§ Work instructions
Count the lines below that include the word "subtags", then give that number and no other words.

§ The input
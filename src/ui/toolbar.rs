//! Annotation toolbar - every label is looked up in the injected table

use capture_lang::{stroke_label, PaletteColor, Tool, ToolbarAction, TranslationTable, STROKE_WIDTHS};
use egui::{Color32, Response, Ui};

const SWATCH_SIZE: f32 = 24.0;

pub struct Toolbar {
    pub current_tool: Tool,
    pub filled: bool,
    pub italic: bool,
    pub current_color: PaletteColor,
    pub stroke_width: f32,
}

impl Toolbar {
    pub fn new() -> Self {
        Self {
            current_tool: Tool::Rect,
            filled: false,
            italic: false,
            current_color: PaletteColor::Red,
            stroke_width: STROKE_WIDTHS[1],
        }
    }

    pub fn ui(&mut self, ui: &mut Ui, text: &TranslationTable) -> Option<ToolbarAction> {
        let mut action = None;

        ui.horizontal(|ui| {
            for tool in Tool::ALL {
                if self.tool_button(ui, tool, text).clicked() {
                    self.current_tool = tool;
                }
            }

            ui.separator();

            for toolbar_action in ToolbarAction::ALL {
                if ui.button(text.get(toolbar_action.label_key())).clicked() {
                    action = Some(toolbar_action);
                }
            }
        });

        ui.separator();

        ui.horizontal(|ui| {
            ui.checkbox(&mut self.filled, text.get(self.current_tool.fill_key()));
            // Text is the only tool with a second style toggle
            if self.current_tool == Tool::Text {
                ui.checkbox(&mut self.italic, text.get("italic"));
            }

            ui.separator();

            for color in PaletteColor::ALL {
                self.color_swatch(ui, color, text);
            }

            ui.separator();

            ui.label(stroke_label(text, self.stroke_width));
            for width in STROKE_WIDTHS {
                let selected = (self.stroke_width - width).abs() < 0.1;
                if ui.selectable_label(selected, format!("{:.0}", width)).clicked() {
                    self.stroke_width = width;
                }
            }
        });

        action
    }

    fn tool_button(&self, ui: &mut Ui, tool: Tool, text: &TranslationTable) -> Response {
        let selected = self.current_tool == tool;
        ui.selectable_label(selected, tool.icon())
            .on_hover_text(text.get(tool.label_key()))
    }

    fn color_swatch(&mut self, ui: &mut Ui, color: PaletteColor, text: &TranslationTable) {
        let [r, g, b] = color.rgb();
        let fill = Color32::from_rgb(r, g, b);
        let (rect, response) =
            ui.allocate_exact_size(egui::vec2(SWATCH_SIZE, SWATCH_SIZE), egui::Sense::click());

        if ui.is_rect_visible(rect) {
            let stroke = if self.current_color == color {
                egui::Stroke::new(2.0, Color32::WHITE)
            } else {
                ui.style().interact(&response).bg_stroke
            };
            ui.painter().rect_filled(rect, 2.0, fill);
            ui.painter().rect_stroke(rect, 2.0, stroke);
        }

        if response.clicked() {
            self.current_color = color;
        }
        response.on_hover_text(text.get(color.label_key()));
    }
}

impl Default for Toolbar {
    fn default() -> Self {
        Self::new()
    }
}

...

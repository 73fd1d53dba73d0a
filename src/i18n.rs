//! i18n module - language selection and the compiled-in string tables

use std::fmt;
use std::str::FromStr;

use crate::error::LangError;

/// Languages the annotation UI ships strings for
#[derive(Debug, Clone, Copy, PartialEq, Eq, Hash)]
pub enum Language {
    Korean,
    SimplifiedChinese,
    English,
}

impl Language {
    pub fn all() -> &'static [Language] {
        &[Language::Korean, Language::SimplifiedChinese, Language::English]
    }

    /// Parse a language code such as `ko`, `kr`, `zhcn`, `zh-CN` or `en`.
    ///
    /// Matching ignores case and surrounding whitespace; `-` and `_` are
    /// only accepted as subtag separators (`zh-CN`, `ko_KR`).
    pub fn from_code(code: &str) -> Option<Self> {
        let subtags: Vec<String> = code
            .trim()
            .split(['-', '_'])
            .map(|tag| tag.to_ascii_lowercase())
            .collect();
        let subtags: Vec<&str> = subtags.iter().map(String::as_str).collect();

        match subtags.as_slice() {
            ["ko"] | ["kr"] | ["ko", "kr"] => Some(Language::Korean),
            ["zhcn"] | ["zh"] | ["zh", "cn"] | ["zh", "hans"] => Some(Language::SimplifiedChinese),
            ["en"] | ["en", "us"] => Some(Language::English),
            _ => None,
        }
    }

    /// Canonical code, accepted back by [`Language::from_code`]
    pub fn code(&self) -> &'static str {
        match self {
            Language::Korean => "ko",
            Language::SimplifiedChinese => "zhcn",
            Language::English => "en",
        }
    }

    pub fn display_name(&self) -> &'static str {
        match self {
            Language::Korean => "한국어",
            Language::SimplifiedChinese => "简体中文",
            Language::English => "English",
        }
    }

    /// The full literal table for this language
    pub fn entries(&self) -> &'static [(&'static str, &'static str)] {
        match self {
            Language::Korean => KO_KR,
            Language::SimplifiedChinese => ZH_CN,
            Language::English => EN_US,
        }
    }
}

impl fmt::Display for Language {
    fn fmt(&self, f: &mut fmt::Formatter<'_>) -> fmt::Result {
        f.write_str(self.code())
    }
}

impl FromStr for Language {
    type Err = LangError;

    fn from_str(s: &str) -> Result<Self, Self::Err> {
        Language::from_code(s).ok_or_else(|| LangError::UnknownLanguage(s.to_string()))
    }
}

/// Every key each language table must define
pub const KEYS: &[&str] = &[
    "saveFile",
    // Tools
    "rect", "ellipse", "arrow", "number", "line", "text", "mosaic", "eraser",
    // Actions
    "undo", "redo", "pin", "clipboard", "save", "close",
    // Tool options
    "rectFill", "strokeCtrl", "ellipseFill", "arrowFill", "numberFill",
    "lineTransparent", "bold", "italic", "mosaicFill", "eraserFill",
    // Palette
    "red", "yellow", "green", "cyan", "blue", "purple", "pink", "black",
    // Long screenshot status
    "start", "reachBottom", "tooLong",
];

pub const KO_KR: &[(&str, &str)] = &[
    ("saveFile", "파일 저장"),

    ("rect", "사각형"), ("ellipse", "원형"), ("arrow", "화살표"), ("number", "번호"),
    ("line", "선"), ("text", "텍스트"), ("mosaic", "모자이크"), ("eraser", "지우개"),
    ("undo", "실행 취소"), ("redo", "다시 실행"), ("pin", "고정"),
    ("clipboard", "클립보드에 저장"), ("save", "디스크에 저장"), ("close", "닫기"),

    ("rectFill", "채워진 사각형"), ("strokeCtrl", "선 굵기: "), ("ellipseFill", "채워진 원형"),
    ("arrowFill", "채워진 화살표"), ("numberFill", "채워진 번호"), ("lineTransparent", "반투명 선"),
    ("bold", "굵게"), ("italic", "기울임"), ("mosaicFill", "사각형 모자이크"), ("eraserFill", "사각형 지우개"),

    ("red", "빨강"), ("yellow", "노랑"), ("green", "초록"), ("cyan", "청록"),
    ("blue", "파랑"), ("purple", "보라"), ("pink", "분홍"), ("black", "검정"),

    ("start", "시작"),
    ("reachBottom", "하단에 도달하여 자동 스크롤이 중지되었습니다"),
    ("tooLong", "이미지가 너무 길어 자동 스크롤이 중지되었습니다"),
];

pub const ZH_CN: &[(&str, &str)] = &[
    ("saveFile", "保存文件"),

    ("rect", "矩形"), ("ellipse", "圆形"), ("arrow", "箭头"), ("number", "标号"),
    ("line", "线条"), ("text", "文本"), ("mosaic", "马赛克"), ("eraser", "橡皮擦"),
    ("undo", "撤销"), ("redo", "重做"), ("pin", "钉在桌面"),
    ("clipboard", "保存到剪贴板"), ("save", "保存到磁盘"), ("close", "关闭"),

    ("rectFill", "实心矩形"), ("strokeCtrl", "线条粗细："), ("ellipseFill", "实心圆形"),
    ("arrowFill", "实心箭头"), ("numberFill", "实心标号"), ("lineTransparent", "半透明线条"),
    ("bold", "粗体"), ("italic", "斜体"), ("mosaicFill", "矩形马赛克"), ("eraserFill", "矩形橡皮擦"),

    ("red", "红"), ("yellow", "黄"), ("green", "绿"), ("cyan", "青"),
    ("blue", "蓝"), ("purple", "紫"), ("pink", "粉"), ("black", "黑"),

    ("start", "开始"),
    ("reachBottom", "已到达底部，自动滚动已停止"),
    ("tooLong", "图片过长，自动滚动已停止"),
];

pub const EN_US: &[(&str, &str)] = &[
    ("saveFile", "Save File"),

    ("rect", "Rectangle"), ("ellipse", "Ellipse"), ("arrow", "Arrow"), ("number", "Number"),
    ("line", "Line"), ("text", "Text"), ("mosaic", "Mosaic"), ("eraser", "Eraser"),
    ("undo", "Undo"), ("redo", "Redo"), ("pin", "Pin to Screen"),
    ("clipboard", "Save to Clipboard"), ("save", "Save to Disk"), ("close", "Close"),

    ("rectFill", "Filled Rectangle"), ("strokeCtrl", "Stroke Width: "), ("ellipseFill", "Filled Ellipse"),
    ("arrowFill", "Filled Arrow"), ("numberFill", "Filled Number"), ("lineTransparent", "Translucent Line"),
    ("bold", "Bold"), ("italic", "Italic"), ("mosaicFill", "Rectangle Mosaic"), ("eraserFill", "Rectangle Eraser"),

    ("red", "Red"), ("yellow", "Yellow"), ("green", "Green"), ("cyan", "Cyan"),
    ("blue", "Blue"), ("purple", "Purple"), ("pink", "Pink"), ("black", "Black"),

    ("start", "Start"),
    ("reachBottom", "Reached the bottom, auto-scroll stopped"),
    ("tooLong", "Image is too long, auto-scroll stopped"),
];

§ Reply to the task
3